Provided data -
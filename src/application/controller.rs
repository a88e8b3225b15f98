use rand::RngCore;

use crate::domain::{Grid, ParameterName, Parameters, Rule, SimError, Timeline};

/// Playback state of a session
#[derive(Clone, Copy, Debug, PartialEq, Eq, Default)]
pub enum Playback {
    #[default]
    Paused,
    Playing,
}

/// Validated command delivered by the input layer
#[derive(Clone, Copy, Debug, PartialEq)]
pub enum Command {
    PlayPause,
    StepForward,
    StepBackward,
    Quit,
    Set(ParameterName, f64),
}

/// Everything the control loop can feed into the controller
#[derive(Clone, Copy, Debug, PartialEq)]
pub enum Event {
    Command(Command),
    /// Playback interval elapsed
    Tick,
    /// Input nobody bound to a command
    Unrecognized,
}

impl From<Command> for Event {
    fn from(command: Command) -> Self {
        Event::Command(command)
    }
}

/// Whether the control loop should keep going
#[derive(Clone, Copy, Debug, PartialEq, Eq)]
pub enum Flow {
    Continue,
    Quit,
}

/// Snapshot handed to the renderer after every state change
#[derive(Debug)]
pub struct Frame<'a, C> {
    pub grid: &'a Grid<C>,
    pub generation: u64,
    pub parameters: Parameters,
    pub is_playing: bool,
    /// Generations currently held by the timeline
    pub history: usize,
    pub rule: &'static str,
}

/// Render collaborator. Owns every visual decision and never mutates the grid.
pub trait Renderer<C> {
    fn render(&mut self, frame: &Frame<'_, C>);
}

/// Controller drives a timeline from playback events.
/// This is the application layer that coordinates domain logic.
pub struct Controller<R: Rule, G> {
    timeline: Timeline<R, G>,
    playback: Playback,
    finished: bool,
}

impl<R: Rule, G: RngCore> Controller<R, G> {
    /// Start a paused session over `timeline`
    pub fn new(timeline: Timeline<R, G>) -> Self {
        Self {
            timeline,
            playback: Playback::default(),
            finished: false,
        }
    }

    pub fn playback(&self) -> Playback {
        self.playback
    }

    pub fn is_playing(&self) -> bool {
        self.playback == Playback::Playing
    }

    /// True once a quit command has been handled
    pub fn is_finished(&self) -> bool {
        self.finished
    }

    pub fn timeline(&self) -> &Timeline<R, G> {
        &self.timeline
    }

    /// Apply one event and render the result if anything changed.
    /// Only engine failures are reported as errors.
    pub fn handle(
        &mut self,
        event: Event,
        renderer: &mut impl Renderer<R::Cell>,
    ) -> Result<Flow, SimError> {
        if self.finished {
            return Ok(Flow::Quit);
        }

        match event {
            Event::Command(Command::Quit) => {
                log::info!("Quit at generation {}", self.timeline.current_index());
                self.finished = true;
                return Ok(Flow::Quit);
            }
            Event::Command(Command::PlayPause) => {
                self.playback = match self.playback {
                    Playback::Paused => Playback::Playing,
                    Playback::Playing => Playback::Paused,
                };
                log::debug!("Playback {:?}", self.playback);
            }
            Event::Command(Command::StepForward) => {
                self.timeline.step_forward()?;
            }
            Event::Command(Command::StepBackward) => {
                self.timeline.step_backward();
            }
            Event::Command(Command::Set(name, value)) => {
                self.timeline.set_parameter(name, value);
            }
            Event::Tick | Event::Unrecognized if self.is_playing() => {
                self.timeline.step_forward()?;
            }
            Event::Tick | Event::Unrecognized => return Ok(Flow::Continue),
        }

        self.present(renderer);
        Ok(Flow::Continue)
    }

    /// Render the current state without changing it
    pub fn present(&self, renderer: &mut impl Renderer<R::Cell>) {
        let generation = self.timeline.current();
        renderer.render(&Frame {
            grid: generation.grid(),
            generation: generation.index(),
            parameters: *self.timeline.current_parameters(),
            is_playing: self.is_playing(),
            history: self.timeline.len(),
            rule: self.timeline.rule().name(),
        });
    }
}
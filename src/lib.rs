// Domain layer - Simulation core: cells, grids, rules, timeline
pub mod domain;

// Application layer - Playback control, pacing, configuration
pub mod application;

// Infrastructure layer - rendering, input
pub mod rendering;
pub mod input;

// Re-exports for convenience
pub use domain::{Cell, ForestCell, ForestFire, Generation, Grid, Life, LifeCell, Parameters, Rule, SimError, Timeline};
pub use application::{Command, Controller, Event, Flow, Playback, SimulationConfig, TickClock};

What you are asked to do -
Return the records in their entirety. Keep every character as it is.

Solution -
filename src/application/controller.rs
repository a88e8b3225b15f98
use rand::RngCore;

use crate::domain::{Grid, ParameterName, Parameters, Rule, SimError, Timeline};

/// Playback state of a session
#[derive(Clone, Copy, Debug, PartialEq, Eq, Default)]
pub enum Playback {
    #[default]
    Paused,
    Playing,
}

/// Validated command delivered by the input layer
#[derive(Clone, Copy, Debug, PartialEq)]
pub enum Command {
    PlayPause,
    StepForward,
    StepBackward,
    Quit,
    Set(ParameterName, f64),
}

/// Everything the control loop can feed into the controller
#[derive(Clone, Copy, Debug, PartialEq)]
pub enum Event {
    Command(Command),
    /// Playback interval elapsed
    Tick,
    /// Input nobody bound to a command
    Unrecognized,
}

impl From<Command> for Event {
    fn from(command: Command) -> Self {
        Event::Command(command)
    }
}

/// Whether the control loop should keep going
#[derive(Clone, Copy, Debug, PartialEq, Eq)]
pub enum Flow {
    Continue,
    Quit,
}

/// Snapshot handed to the renderer after every state change
#[derive(Debug)]
pub struct Frame<'a, C> {
    pub grid: &'a Grid<C>,
    pub generation: u64,
    pub parameters: Parameters,
    pub is_playing: bool,
    /// Generations currently held by the timeline
    pub history: usize,
    pub rule: &'static str,
}

/// Render collaborator. Owns every visual decision and never mutates the grid.
pub trait Renderer<C> {
    fn render(&mut self, frame: &Frame<'_, C>);
}

/// Controller drives a timeline from playback events.
/// This is the application layer that coordinates domain logic.
pub struct Controller<R: Rule, G> {
    timeline: Timeline<R, G>,
    playback: Playback,
    finished: bool,
}

impl<R: Rule, G: RngCore> Controller<R, G> {
    /// Start a paused session over `timeline`
    pub fn new(timeline: Timeline<R, G>) -> Self {
        Self {
            timeline,
            playback: Playback::default(),
            finished: false,
        }
    }

    pub fn playback(&self) -> Playback {
        self.playback
    }

    pub fn is_playing(&self) -> bool {
        self.playback == Playback::Playing
    }

    /// True once a quit command has been handled
    pub fn is_finished(&self) -> bool {
        self.finished
    }

    pub fn timeline(&self) -> &Timeline<R, G> {
        &self.timeline
    }

    /// Apply one event and render the result if anything changed.
    /// Only engine failures are reported as errors.
    pub fn handle(
        &mut self,
        event: Event,
        renderer: &mut impl Renderer<R::Cell>,
    ) -> Result<Flow, SimError> {
        if self.finished {
            return Ok(Flow::Quit);
        }

        match event {
            Event::Command(Command::Quit) => {
                log::info!("Quit at generation {}", self.timeline.current_index());
                self.finished = true;
                return Ok(Flow::Quit);
            }
            Event::Command(Command::PlayPause) => {
                self.playback = match self.playback {
                    Playback::Paused => Playback::Playing,
                    Playback::Playing => Playback::Paused,
                };
                log::debug!("Playback {:?}", self.playback);
            }
            Event::Command(Command::StepForward) => {
                self.timeline.step_forward()?;
            }
            Event::Command(Command::StepBackward) => {
                self.timeline.step_backward();
            }
            Event::Command(Command::Set(name, value)) => {
                self.timeline.set_parameter(name, value);
            }
            Event::Tick | Event::Unrecognized if self.is_playing() => {
                self.timeline.step_forward()?;
            }
            Event::Tick | Event::Unrecognized => return Ok(Flow::Continue),
        }

        self.present(renderer);
        Ok(Flow::Continue)
    }

    /// Render the current state without changing it
    pub fn present(&self, renderer: &mut impl Renderer<R::Cell>) {
        let generation = self.timeline.current();
        renderer.render(&Frame {
            grid: generation.grid(),
            generation: generation.index(),
            parameters: *self.timeline.current_parameters(),
            is_playing: self.is_playing(),
            history: self.timeline.len(),
            rule: self.timeline.rule().name(),
        });
    }
}
filename src/lib.rs
// Domain layer - Simulation core: cells, grids, rules, timeline
pub mod domain;

// Application layer - Playback control, pacing, configuration
pub mod application;

// Infrastructure layer - rendering, input
pub mod rendering;
pub mod input;

// Re-exports for convenience
pub use domain::{Cell, ForestCell, ForestFire, Generation, Grid, Life, LifeCell, Parameters, Rule, SimError, Timeline};
pub use application::{Command, Controller, Event, Flow, Playback, SimulationConfig, TickClock};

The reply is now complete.